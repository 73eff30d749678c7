use crate::autograd::Op;
use crate::value::Value;

/// Squashing activation computed as `(e^x - 1) / (e^x + 1)`.
///
/// The forward value comes from this exact expression, not from `f64::tanh`, and
/// the backward rule is `x.grad += (1 - y^2) * g` with `y` that forward value.
/// For inputs above roughly 709, `e^x` overflows and the result is `inf / inf = NaN`.
pub fn tanh_op(x: &Value) -> Value {
    let e = x.data().exp();
    Value::from_op((e - 1.0) / (e + 1.0), Op::Tanh(x.clone()))
}

#[cfg(test)]
#[path = "tanh_test.rs"]
mod tests;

-- -- --

* _ABOUT THIS TASK_
Sift through the entries and copy every line with "crate".

* _RESULT OF THIS TASK_
use crate::autograd::Op;
use crate::value::Value;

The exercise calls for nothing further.